Chapter 3 COMPARISON BETWEEN CIRCLE BASED SCAN

STATISTICS AND UPPER LEVEL SET SCAN STATISTICS BASED ON SIMULATION STUDY

3.1 Introduction

“Hotspot” is an area that has an elevated response compared with the rest area. Detection or identification this area is important in many fields of study. Spatial epidemiology is a field that needs hotspot detection method most to help identifying environmental factors, associated with disease or many other indicators related to a measurement of a concept in a region.

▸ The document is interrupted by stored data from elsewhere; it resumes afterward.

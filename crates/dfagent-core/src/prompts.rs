// Copyright (c) 2025-2026 dfagent contributors
//
// SPDX-License-Identifier: MIT
use chrono::NaiveDate;

use dfagent_config::AgentConfig;
use dfagent_ingest::TableSet;

use crate::context::grounding_summary;

const INSTRUCTIONS: &str = "\
You are a data analyst. Answer the user's question about the loaded tables \
by writing Python and running it with the tools provided.

Rules:
- Use only the tools listed; do not assume any other capability exists.
- Ground every claim in executed code. Never fabricate numbers, column \
names, or table contents.
- Prefer small runnable steps over long speculative scripts; read the \
output of each step before the next.
- If code fails, read the error and correct your code instead of retrying \
it unchanged.
- Tables are loaded as pandas DataFrames named after each table, and the \
same data is available as CSV files ({name}.csv).
- To keep a chart, write it to a file and persist it with the save_chart \
tool; mention its returned URL in your answer.
- Do not reveal internal identifiers such as session ids.
- When you know the answer, state it directly as plain text.";

/// Build the system instruction for one invocation.
///
/// A configured `system_prompt` replaces the built-in instruction text;
/// the date line and the table summary are always appended, since the
/// model has no other source for either.
pub fn system_prompt(cfg: &AgentConfig, tables: &TableSet, today: NaiveDate) -> String {
    let instructions = cfg.system_prompt.as_deref().unwrap_or(INSTRUCTIONS);
    format!(
        "{instructions}\n\nToday's date is {}.\n\nLoaded tables:\n{}",
        today.format("%Y-%m-%d"),
        grounding_summary(tables, cfg.sample_rows),
    )
}

// ─── Unit tests ──────────────────────────────────────────────────────────────
// Copyright (c) 2025-2026 dfagent contributors
//
// SPDX-License-Identifier: MIT
use serde::{Deserialize, Serialize};

#[derive(Debug, Clone, Default, Serialize, Deserialize)]
pub struct Config {
    #[serde(default)]
    pub model: ModelConfig,
    #[serde(default)]
    pub agent: AgentConfig,
    #[serde(default)]
    pub sandbox: SandboxConfig,
    #[serde(default)]
    pub storage: StorageConfig,
}

#[derive(Debug, Clone, Serialize, Deserialize)]
pub struct ModelConfig {
    /// Provider identifier: "openai" (any OpenAI-compatible endpoint) or "mock".
    pub provider: String,
    /// Model name forwarded to the provider API.
    pub name: String,
    /// Environment variable that holds the API key (read at runtime).
    pub api_key_env: Option<String>,
    /// Explicit API key; prefer api_key_env in config files to avoid secrets
    /// in version-controlled files.
    pub api_key: Option<String>,
    /// Base URL override.  Useful for local proxies or compatible gateways.
    pub base_url: Option<String>,
    /// Maximum tokens to request in a single completion.
    pub max_tokens: Option<u32>,
    /// Sampling temperature.  The analysis workload wants reproducible code,
    /// so the default is 0.0.
    #[serde(default)]
    pub temperature: f32,
}

impl Default for ModelConfig {
    fn default() -> Self {
        Self {
            provider: "openai".into(),
            name: "gpt-4.1".into(),
            api_key_env: Some("OPENAI_API_KEY".into()),
            api_key: None,
            base_url: None,
            max_tokens: None,
            temperature: 0.0,
        }
    }
}

#[derive(Debug, Clone, Serialize, Deserialize)]
pub struct AgentConfig {
    /// Maximum loop iterations before a forced stop.  Every model turn counts,
    /// including turns whose output could not be parsed.
    #[serde(default = "default_max_iterations")]
    pub max_iterations: u32,
    /// Number of leading rows included per table in the grounding summary.
    #[serde(default = "default_sample_rows")]
    pub sample_rows: usize,
    /// Transport-level retries for model and sandbox calls (content-level
    /// errors are never retried here; the model sees those as observations).
    #[serde(default = "default_transport_retries")]
    pub transport_retries: u32,
    /// Base delay for exponential backoff between transport retries.
    #[serde(default = "default_retry_backoff_ms")]
    pub retry_backoff_ms: u64,
    /// Timeout for a single model completion call.
    #[serde(default = "default_model_timeout_secs")]
    pub model_timeout_secs: u64,
    /// Timeout for a single sandbox execute call.
    #[serde(default = "default_sandbox_timeout_secs")]
    pub sandbox_timeout_secs: u64,
    /// Replace the built-in system instruction entirely.
    pub system_prompt: Option<String>,
}

fn default_max_iterations() -> u32 { 15 }
fn default_sample_rows() -> usize { 5 }
fn default_transport_retries() -> u32 { 2 }
fn default_retry_backoff_ms() -> u64 { 500 }
fn default_model_timeout_secs() -> u64 { 120 }
fn default_sandbox_timeout_secs() -> u64 { 300 }

impl Default for AgentConfig {
    fn default() -> Self {
        Self {
            max_iterations: default_max_iterations(),
            sample_rows: default_sample_rows(),
            transport_retries: default_transport_retries(),
            retry_backoff_ms: default_retry_backoff_ms(),
            model_timeout_secs: default_model_timeout_secs(),
            sandbox_timeout_secs: default_sandbox_timeout_secs(),
            system_prompt: None,
        }
    }
}

#[derive(Debug, Clone, Serialize, Deserialize)]
pub struct SandboxConfig {
    /// Base URL of the code-execution service.
    #[serde(default = "default_sandbox_url")]
    pub base_url: String,
    /// Environment variable that holds the sandbox auth token, if any.
    pub auth_token_env: Option<String>,
}

fn default_sandbox_url() -> String { "http://localhost:8194".into() }

impl Default for SandboxConfig {
    fn default() -> Self {
        Self { base_url: default_sandbox_url(), auth_token_env: None }
    }
}

#[derive(Debug, Clone, Serialize, Deserialize)]
pub struct StorageConfig {
    /// Base URL of the object storage gateway used for chart uploads.
    #[serde(default = "default_storage_url")]
    pub base_url: String,
    /// Key prefix under which chart artifacts are stored.  The invocation's
    /// session id is appended, so two invocations never share a namespace.
    #[serde(default = "default_chart_prefix")]
    pub chart_prefix: String,
}

fn default_storage_url() -> String { "http://localhost:9000".into() }
fn default_chart_prefix() -> String { "charts".into() }

impl Default for StorageConfig {
    fn default() -> Self {
        Self {
            base_url: default_storage_url(),
            chart_prefix: default_chart_prefix(),
        }
    }
}

// ─── Unit tests ──────────────────────────────────────────────────────────────
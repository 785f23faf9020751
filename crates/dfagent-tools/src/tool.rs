use async_trait::async_trait;
use serde_json::Value;

/// A single tool invocation requested by the model.
#[derive(Debug, Clone)]
pub struct ToolCall {
    /// Opaque identifier returned by the model (forwarded verbatim)
    pub id: String,
    pub name: String,
    /// Parsed JSON arguments
    pub args: Value,
}

/// The result of executing a tool.  `is_error` marks a non-fatal failure
/// the model is expected to read and correct; fatal conditions never reach
/// this type.
#[derive(Debug, Clone)]
pub struct ToolOutput {
    pub call_id: String,
    pub content: String,
    pub is_error: bool,
}

impl ToolOutput {
    pub fn ok(call_id: impl Into<String>, content: impl Into<String>) -> Self {
        Self { call_id: call_id.into(), content: content.into(), is_error: false }
    }

    pub fn err(call_id: impl Into<String>, msg: impl Into<String>) -> Self {
        Self { call_id: call_id.into(), content: msg.into(), is_error: true }
    }
}

/// Trait that every tool exposed to the model must implement.
#[async_trait]
pub trait Tool: Send + Sync {
    fn name(&self) -> &str;
    fn description(&self) -> &str;
    /// JSON Schema for parameters
    fn parameters_schema(&self) -> Value;
    /// Execute the tool.  Recoverable errors should be wrapped in
    /// [`ToolOutput::err`]; an `Err` here aborts the whole invocation.
    async fn execute(&self, call: &ToolCall) -> anyhow::Result<ToolOutput>;
}
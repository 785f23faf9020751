// Copyright (c) 2025-2026 dfagent contributors
//
// SPDX-License-Identifier: MIT
mod http;
mod memory;

pub use http::HttpStore;
pub use memory::MemoryStore;

use async_trait::async_trait;
use bytes::Bytes;

/// Object storage as the rest of the system sees it: a place to fetch
/// uploaded source files from and to store chart artifacts in.
///
/// The real backend (S3, GCS, a presigned-URL gateway) is an external
/// collaborator; implementations here only move bytes.
#[async_trait]
pub trait ObjectStore: Send + Sync {
    /// Fetch the raw bytes behind a source URI.
    async fn fetch(&self, uri: &str) -> anyhow::Result<Bytes>;

    /// Store bytes under `key` and return a stable external reference
    /// (URL or path) for the object.
    async fn store(&self, key: &str, bytes: Bytes) -> anyhow::Result<String>;
}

There are some hotspot detection methods developed by experts, some of which are: 1 a spatial scan statistic with SaTScan software Kulldorff 1997, 2 Upper Level Set scan statistic Patil and Taillie 2004, 3 generalized additive models GAM Hastie and Tibshirani 1991, and 4 Bayesian disease mapping BYM Besag et al. 1991. The hotspot detection methods 1 and 2 have the same basic theory where the difference is in the way they do the scanning process. Circle-based Scan Statistic is a hotspot detection method based on circle shape detection area. This method builds circle continuously wider to detect hotspot area. Whereas, Upper Level Set scan statistic builds adjacent cells with highest intensity to find hotspot area. This chapter focuses on these two hotspot detection methods. The objective of this chapter is to compare two hotspot detection methods suitable for detecting local spatial clusters, i.e. Circle-based Scan Statistic SS and Upper Level Set scan statistic ULS with the observed incidence is assumed as Poisson distribution. For the next explanation, the terms SS and ULS are used for Circle-based Scan Statistic and Upper Level Set scan statistic, respectively. A simulation is carried out to compare these two methods. A geographic cluster is chosen as high-risk areas. For each simulation, the performance of the methods is assessed in terms of the sensitivity, specificity, and percentage correctly classified for each cluster. As the detail, performance is measured through 14 criteria.